Throughout the spring of 2020, we at New Paradigm Recovery implemented telehealth practices that – while compliant with patient privacy standards – were not without inherent complication and challenge to the efficacy of care. On the plus-side, our clients were able to discreetly drop off urinalysis samples with no face-to-face interactions. New clients came in person to our offices in order to complete initial paperwork, then quickly joined the virtual world. Group, family, and individual sessions continued online. We adapted to the challenges as quickly and seamlessly as we could. Our comprehensive and holistic addiction treatment program continued unabated so that we could continue to offer the lifesaving help and resources to clients and families who desperately needed our support.

We did, however, return to in-person meetings, sessions, and groups as soon as public health guidelines allowed. Why would we do so, you may ask? If telehealth was working, why would we jump back to in-person treatment while the pandemic raged on? The answer is not very complex: engagement.

The first part of our decision to return to in-person treatment was practical: New Paradigm Recovery simply has the space to accommodate groups where physical distance and safety are ensured; we can safely seat more than 12 masked-clients with more than 6 feet of personal space in an airy group room, using air purifiers to continually circulate and clean the air. With screening protocols in place (like the ability to check client and staff temperatures and to order COVID-19 tests), distancing protocols honored within our facility, and safety and sanitation measures easily at our disposal, we were able to safely return to in-person treatment. But even if we ‘could’, the question of ‘should’ remains.
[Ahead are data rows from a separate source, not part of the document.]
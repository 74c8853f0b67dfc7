//! Scene graph of an imported level.
//!
//! A [`SceneAsset`] is the CPU-side result of parsing a glTF file: a root node
//! carrying the scene transform and an ordered list of named children, each
//! with optional mesh data and shadow flags. Assets are immutable once they
//! are published by the loader, so everything here that mutates takes
//! `&mut self` and is only reachable before publication.

use cgmath::{Matrix4, Point3, Transform, Vector3};

use crate::data_structures::instance::Instance;

/// A single drawable primitive in node-local space.
#[derive(Clone, Debug, Default)]
pub struct Primitive {
    pub positions: Vec<[f32; 3]>,
    pub normals: Vec<[f32; 3]>,
    pub indices: Vec<u32>,
    pub base_color: [f32; 4],
}

impl Primitive {
    pub fn triangle_count(&self) -> usize {
        self.indices.len() / 3
    }
}

#[derive(Clone, Debug, Default)]
pub struct MeshData {
    pub name: String,
    pub primitives: Vec<Primitive>,
}

/// A named subtree of the imported scene.
#[derive(Clone, Debug)]
pub struct SceneNode {
    pub name: String,
    pub transform: Instance,
    pub mesh: Option<MeshData>,
    pub cast_shadow: bool,
    pub receive_shadow: bool,
    pub children: Vec<SceneNode>,
}

impl SceneNode {
    pub fn new(name: impl Into<String>) -> Self {
        Self {
            name: name.into(),
            transform: Instance::default(),
            mesh: None,
            cast_shadow: false,
            receive_shadow: false,
            children: Vec::new(),
        }
    }

    pub fn with_transform(mut self, transform: Instance) -> Self {
        self.transform = transform;
        self
    }

    pub fn with_mesh(mut self, mesh: MeshData) -> Self {
        self.mesh = Some(mesh);
        self
    }

    pub fn with_child(mut self, child: SceneNode) -> Self {
        self.children.push(child);
        self
    }

    pub fn is_mesh(&self) -> bool {
        self.mesh.is_some()
    }

    /// Depth-first search over this node and its descendants.
    pub fn find(&self, name: &str) -> Option<&SceneNode> {
        if self.name == name {
            return Some(self);
        }
        self.children.iter().find_map(|child| child.find(name))
    }

    /// Visits this node and every descendant, parents first.
    pub fn traverse(&self, visit: &mut dyn FnMut(&SceneNode)) {
        visit(self);
        for child in &self.children {
            child.traverse(visit);
        }
    }

    pub fn traverse_mut(&mut self, visit: &mut dyn FnMut(&mut SceneNode)) {
        visit(self);
        for child in &mut self.children {
            child.traverse_mut(visit);
        }
    }

    /// Visits every mesh-bearing node with its transform relative to `base`.
    ///
    /// `base` is the frame the caller wants results in.
    pub fn visit_meshes(&self, base: Matrix4<f32>, visit: &mut dyn FnMut(&SceneNode, Matrix4<f32>)) {
        if self.is_mesh() {
            visit(self, base);
        }
        for child in &self.children {
            child.visit_meshes(base * child.transform.to_matrix(), visit);
        }
    }

    /// Collects every triangle in this subtree, expressed in the node frame with
    /// `scale` applied. Pass the node's accumulated world scale so the result
    /// can hang beneath an unscaled rigid body.
    pub fn collect_geometry(&self, scale: Vector3<f32>) -> Geometry {
        let mut geometry = Geometry::default();
        let base = Matrix4::from_nonuniform_scale(scale.x, scale.y, scale.z);
        self.visit_meshes(base, &mut |node, matrix| {
            if let Some(mesh) = &node.mesh {
                for primitive in &mesh.primitives {
                    geometry.append(primitive, matrix);
                }
            }
        });
        geometry
    }

    pub fn mesh_count(&self) -> usize {
        let mut count = 0;
        self.traverse(&mut |node| {
            if node.is_mesh() {
                count += 1;
            }
        });
        count
    }
}

/// Flattened triangle soup used to build colliders.
#[derive(Clone, Debug, Default, PartialEq)]
pub struct Geometry {
    pub vertices: Vec<[f32; 3]>,
    pub triangles: Vec<[u32; 3]>,
}

impl Geometry {
    pub fn is_empty(&self) -> bool {
        self.triangles.is_empty()
    }

    fn append(&mut self, primitive: &Primitive, matrix: Matrix4<f32>) {
        let offset = self.vertices.len() as u32;
        self.vertices.extend(primitive.positions.iter().map(|p| {
            let p = matrix.transform_point(Point3::new(p[0], p[1], p[2]));
            [p.x, p.y, p.z]
        }));
        let vertex_count = primitive.positions.len() as u32;
        for tri in primitive.indices.chunks_exact(3) {
            if tri.iter().any(|&i| i >= vertex_count) {
                log::warn!("Skipping triangle with out of range index in {:?}", tri);
                continue;
            }
            self.triangles
                .push([tri[0] + offset, tri[1] + offset, tri[2] + offset]);
        }
    }
}

/// The deserialized level: a root transform plus its ordered named children.
#[derive(Clone, Debug)]
pub struct SceneAsset {
    pub path: String,
    pub root: SceneNode,
}

impl SceneAsset {
    pub fn new(path: impl Into<String>, root: SceneNode) -> Self {
        Self {
            path: path.into(),
            root,
        }
    }

    /// The direct children of the root in file order.
    pub fn children(&self) -> &[SceneNode] {
        &self.root.children
    }

    pub fn child(&self, index: usize) -> Option<&SceneNode> {
        self.root.children.get(index)
    }

    pub fn find(&self, name: &str) -> Option<&SceneNode> {
        self.root.find(name)
    }

    /// Mesh-bearing nodes below the root, depth first over the children in
    /// file order, parents before their descendants.
    pub fn mesh_nodes(&self) -> Vec<&SceneNode> {
        let mut nodes = Vec::new();
        for child in self.children() {
            collect_meshes(child, &mut nodes);
        }
        nodes
    }

    pub fn node_count(&self) -> usize {
        let mut count = 0;
        self.root.traverse(&mut |_| count += 1);
        // the synthetic root is not part of the file
        count - 1
    }
}

fn collect_meshes<'a>(node: &'a SceneNode, out: &mut Vec<&'a SceneNode>) {
    if node.is_mesh() {
        out.push(node);
    }
    for child in &node.children {
        collect_meshes(child, out);
    }
}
Our ‘why’ concerns the quality of care. Quality of clinical care is always the most important factor behind any decision at New Paradigm Recovery. While some research suggests that telehealth can be as effective as in-person health for mental health services, the research is limited and not widely supported. Another recent article in the Journal of Social Work Practice in the Addictions draws attention to some of the concerns:

There are obvious limitations to telemedicine for the treatment of SUD among patients that lack access to the internet or a device that can be used for audio- video conferencing … There may also be patients that have difficulty engaging in telemedicine appointments and may require in-person treatment due to the severity of their SUD and/or severe mental illness. Lastly, although most of a mental status exam can be performed adequately via telehealth, SUD populations often have an increased risk for medical comorbidities that are sometimes better assessed with an in-person physical exam. (Kleykamp, Guille, Barth, & McClure, 2020)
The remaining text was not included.